━━━ EXERCISE DATA ━━━

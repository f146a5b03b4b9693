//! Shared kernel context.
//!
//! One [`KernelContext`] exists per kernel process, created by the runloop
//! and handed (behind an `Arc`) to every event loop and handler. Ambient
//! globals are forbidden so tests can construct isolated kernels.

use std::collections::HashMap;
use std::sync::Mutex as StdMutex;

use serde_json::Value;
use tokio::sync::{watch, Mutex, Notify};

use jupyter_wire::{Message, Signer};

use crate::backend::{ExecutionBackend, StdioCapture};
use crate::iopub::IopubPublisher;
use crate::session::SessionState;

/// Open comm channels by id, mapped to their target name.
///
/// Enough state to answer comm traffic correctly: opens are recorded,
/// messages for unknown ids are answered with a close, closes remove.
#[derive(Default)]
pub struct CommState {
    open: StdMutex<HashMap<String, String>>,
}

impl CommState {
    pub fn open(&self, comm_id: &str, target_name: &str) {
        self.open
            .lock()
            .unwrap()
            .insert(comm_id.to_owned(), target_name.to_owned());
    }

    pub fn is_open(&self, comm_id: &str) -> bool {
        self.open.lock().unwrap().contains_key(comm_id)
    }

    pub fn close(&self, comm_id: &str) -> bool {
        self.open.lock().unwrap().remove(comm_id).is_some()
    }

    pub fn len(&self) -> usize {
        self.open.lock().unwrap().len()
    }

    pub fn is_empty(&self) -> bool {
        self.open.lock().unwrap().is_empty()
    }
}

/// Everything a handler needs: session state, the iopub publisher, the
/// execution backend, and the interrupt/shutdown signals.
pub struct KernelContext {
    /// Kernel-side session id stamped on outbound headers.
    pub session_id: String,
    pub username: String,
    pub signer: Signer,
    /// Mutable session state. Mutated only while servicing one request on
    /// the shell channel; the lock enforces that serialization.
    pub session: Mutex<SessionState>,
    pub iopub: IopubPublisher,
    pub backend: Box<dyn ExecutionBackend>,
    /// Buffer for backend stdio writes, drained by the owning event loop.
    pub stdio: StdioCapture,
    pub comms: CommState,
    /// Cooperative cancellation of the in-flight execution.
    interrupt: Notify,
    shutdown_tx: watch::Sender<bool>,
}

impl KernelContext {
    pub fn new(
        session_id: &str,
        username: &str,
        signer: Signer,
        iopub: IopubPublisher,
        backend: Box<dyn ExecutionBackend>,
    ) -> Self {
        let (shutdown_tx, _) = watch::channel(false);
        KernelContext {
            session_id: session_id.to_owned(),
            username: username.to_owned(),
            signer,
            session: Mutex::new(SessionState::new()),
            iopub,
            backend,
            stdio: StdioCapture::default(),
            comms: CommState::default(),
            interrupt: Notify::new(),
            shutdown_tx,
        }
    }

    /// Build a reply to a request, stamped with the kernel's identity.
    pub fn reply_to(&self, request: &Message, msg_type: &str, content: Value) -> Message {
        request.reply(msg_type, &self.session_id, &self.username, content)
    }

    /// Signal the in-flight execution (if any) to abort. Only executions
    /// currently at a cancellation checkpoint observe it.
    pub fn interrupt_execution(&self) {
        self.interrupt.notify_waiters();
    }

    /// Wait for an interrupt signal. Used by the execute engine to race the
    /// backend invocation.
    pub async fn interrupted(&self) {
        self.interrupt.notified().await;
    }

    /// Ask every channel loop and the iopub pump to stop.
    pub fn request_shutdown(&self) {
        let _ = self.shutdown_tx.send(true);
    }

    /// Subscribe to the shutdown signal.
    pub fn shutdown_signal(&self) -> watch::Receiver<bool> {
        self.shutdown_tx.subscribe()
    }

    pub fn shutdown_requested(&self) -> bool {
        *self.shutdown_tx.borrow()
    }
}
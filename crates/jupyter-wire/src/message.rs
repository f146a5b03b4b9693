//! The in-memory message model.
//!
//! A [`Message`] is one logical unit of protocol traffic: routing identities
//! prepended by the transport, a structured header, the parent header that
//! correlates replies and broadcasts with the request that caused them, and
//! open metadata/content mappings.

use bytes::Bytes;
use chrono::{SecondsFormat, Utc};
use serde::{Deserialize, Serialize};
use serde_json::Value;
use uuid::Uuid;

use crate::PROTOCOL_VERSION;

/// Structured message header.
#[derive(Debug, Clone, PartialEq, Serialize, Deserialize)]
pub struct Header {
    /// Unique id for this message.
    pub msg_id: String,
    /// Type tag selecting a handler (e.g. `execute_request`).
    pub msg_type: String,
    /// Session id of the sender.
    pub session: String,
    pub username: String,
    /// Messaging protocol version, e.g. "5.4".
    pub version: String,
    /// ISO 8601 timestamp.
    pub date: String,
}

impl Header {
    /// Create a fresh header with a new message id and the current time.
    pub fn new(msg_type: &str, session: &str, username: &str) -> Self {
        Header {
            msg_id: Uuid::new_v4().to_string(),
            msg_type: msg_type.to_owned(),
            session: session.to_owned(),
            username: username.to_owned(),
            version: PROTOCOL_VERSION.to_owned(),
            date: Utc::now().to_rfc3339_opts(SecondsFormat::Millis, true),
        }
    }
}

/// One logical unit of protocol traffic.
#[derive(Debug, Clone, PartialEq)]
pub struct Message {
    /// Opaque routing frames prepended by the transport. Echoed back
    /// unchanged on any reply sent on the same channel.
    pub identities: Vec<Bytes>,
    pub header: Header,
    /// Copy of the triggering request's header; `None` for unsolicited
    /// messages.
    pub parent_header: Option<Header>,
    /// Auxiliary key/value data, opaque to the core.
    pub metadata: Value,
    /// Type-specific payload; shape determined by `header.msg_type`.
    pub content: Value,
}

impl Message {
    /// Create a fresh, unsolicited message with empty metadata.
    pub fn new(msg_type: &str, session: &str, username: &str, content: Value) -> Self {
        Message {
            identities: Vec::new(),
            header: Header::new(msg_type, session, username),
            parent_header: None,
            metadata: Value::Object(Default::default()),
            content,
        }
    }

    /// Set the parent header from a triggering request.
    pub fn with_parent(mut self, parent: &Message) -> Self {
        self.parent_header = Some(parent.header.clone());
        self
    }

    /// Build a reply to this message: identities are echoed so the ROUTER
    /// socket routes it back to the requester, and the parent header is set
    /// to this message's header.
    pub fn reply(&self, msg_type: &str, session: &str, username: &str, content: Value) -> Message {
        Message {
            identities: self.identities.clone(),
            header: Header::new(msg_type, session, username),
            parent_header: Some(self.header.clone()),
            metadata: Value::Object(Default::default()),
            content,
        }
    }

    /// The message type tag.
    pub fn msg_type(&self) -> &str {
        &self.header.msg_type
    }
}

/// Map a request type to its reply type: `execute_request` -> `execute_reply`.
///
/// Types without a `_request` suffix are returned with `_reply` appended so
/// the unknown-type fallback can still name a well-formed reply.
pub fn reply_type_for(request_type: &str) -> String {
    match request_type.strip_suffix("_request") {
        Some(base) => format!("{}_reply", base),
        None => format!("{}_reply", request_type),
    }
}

━━━

ABOUT THIS EXERCISE
The required output is every line above from the one with "#[derive(Default)]" down to the one with "pub backend: Box<dyn", restated word for word, ends included.

EXERCISE RESPONSE
#[derive(Default)]
pub struct CommState {
    open: StdMutex<HashMap<String, String>>,
}

impl CommState {
    pub fn open(&self, comm_id: &str, target_name: &str) {
        self.open
            .lock()
            .unwrap()
            .insert(comm_id.to_owned(), target_name.to_owned());
    }

    pub fn is_open(&self, comm_id: &str) -> bool {
        self.open.lock().unwrap().contains_key(comm_id)
    }

    pub fn close(&self, comm_id: &str) -> bool {
        self.open.lock().unwrap().remove(comm_id).is_some()
    }

    pub fn len(&self) -> usize {
        self.open.lock().unwrap().len()
    }

    pub fn is_empty(&self) -> bool {
        self.open.lock().unwrap().is_empty()
    }
}

/// Everything a handler needs: session state, the iopub publisher, the
/// execution backend, and the interrupt/shutdown signals.
pub struct KernelContext {
    /// Kernel-side session id stamped on outbound headers.
    pub session_id: String,
    pub username: String,
    pub signer: Signer,
    /// Mutable session state. Mutated only while servicing one request on
    /// the shell channel; the lock enforces that serialization.
    pub session: Mutex<SessionState>,
    pub iopub: IopubPublisher,
    pub backend: Box<dyn ExecutionBackend>,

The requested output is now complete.